Every weekday morning, my wife drives her clunky old Nissan to work. At the first stoplight, she turns into the Hess parking lot, walks inside and gets a coffee from Dunkin’ Donuts. It’s the kind of daily non-event that that doesn’t warrant a mention.
Until this morning.
“Do you know Dunkin’ Donuts sells pizza now?” she asked.
“Pizza?” I said.
“Sandwiches, too. Not the breakfast sandwiches, but hot flatbread sandwiches. Turkey club, that sort of thing.”
“Well, that’s crazy,” I said.
“I know!” she said. “Who wants a Dunkin’ Donuts pizza?”
Several weeks ago, I was stammering and stuttering in a room full of small business owners, a bank manager, a CEO, a public accountant and my career counselor. “Will you explain your business idea to me once again?” the accountant asked.
“Sure,” I said as a small BB of sweat rolled down my spine. “I do technology counseling for home and business, technology writing and marketing through weblogs.”

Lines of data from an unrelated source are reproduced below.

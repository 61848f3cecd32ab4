//! Command handlers driving the credential manager.

use anyhow::{Context, Result};
use chrono::{SecondsFormat, Utc};
use serde_json::Value;
use tokencache_core::transport::{ConnectOptions, Connector, TcpConnector};
use tokencache_core::{CredentialManager, Storage, TokenRecord, UserId};
use tracing::{debug, info};

use crate::cli::{Command, UserAction};
use crate::format::{format_optional, format_ttl, redact};

/// Default token lifetime: two weeks.
pub const DEFAULT_TTL_SECS: i64 = 1_209_600;

pub async fn run<S: Storage>(command: Command, auth: &mut CredentialManager<S>) -> Result<()> {
    match command {
        Command::Show => show(auth),
        Command::Login {
            id,
            user_id,
            ttl,
            created,
            response,
            remember,
        } => {
            let id = match id {
                Some(id) => id,
                None => prompt_token()?,
            };
            let mut token = TokenRecord {
                id: Some(id),
                user_id: user_id.as_deref().map(UserId::parse),
                created: Some(created.unwrap_or_else(now)),
                ttl: Some(ttl),
                ..TokenRecord::default()
            };
            if let Some(response) = response {
                let patch: TokenRecord =
                    serde_json::from_str(&response).context("Failed to parse login response")?;
                token.merge(patch);
            }
            login(auth, token, remember);
            Ok(())
        }
        Command::User { action } => match action {
            UserAction::Show => show_user(auth),
            UserAction::Set { user, remember } => {
                let user: Value = serde_json::from_str(&user).context("User must be JSON")?;
                if remember {
                    auth.set_remember_me(true);
                }
                auth.set_user(user);
                Ok(())
            }
        },
        Command::Clear => {
            auth.clear();
            info!("Credentials cleared");
            println!("Credentials cleared.");
            Ok(())
        }
        Command::Connect {
            address,
            timeout_ms,
            message,
        } => connect(auth, &address, timeout_ms, message.as_deref()).await,
    }
}

fn now() -> String {
    Utc::now().to_rfc3339_opts(SecondsFormat::Millis, true)
}

fn prompt_token() -> Result<String> {
    let token = rpassword::prompt_password("Access token: ")?;
    let token = token.trim().to_string();
    if token.is_empty() {
        return Err(anyhow::anyhow!("Access token required"));
    }
    Ok(token)
}

fn login<S: Storage>(auth: &mut CredentialManager<S>, token: TokenRecord, remember: bool) {
    auth.set_remember_me(remember);
    auth.set_token(token);
    info!(remember, "Access token cached");

    if remember {
        println!("Token cached.");
    } else {
        println!("Token cached for this session only (use --remember to keep it).");
    }
}

fn show<S: Storage>(auth: &CredentialManager<S>) -> Result<()> {
    let token = auth.token();
    if token.is_empty() {
        println!("No cached credentials.");
        return Ok(());
    }

    println!(
        "Access token: {}",
        auth.access_token_id()
            .map(redact)
            .unwrap_or_else(|| "-".to_string())
    );
    println!("User id:      {}", format_optional(auth.current_user_id(), "-"));
    println!("Created:      {}", format_optional(token.created.as_deref(), "-"));
    println!("TTL:          {}", format_optional(token.ttl.map(format_ttl), "-"));
    println!("Remember me:  {}", format_optional(token.remember_me, "-"));
    Ok(())
}

fn show_user<S: Storage>(auth: &CredentialManager<S>) -> Result<()> {
    match auth
        .current_user_data()
        .context("Cached user data is unusable")?
    {
        Some(user) => println!("{}", serde_json::to_string_pretty(&user)?),
        None => println!("No cached user."),
    }
    Ok(())
}

async fn connect<S: Storage>(
    auth: &CredentialManager<S>,
    address: &str,
    timeout_ms: Option<u64>,
    message: Option<&str>,
) -> Result<()> {
    let mut options = ConnectOptions::new();
    if let Some(id) = auth.access_token_id() {
        options.insert("auth_token".to_string(), Value::String(id.to_string()));
    } else {
        debug!("No cached access token, connecting anonymously");
    }
    if let Some(timeout_ms) = timeout_ms {
        options.insert("timeout_ms".to_string(), Value::from(timeout_ms));
    }

    let mut channel = TcpConnector::new()
        .connect(address, &options)
        .await
        .with_context(|| format!("Failed to connect to {}", address))?;
    info!(address, "Channel open");

    if let Some(message) = message {
        let message: Value = serde_json::from_str(message).context("Message must be JSON")?;
        channel.send(&message).await?;
        if let Some(reply) = channel.recv().await? {
            println!("{}", reply);
        }
    }

    channel.close().await?;
    Ok(())
}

“Wow,” she said. “That’s a lot of stuff. Which one do you do well?”
Ouch.
This was the culmination of a week-long business class. After forming a basic business plan, financial projection and so on, our assignment was to speak for three minutes about just what we intend to do. Several of the students nailed it. I wasn’t one of them.
Later, when the group was mingling, exchanging business cards and eating donuts, the accountant approached me.
“Good job up there,” she said.
“Oh, please,” I said. “I think it’s too early in my ‘career’ for me to be in this class.”
“No,” she said. “It’s the perfect time. You’re full of good ideas and enthusiasm. That’s great. You just have too many ‘buckets.’ When you told me what you do, I thought, ‘Here’s a guy who is mediocre at three things.’ I want to know that you’re an expert at one thing.”
In other words, I was selling pizza at Dunkin’ Donuts.
For all I know, the pizza at Dunkin’ is the best in the world. Their flatbread sandwiches might surpass those at my favorite deli. But I’ll never find out, because I won’t try them. My perception of Dunkin’ Donuts is that they make great donuts. They taste good, they’re fresh (in the morning anyway), they’re consistent and inexpensive. I know that if I buy a Boston Creme from Dunkin’, I’ll love it.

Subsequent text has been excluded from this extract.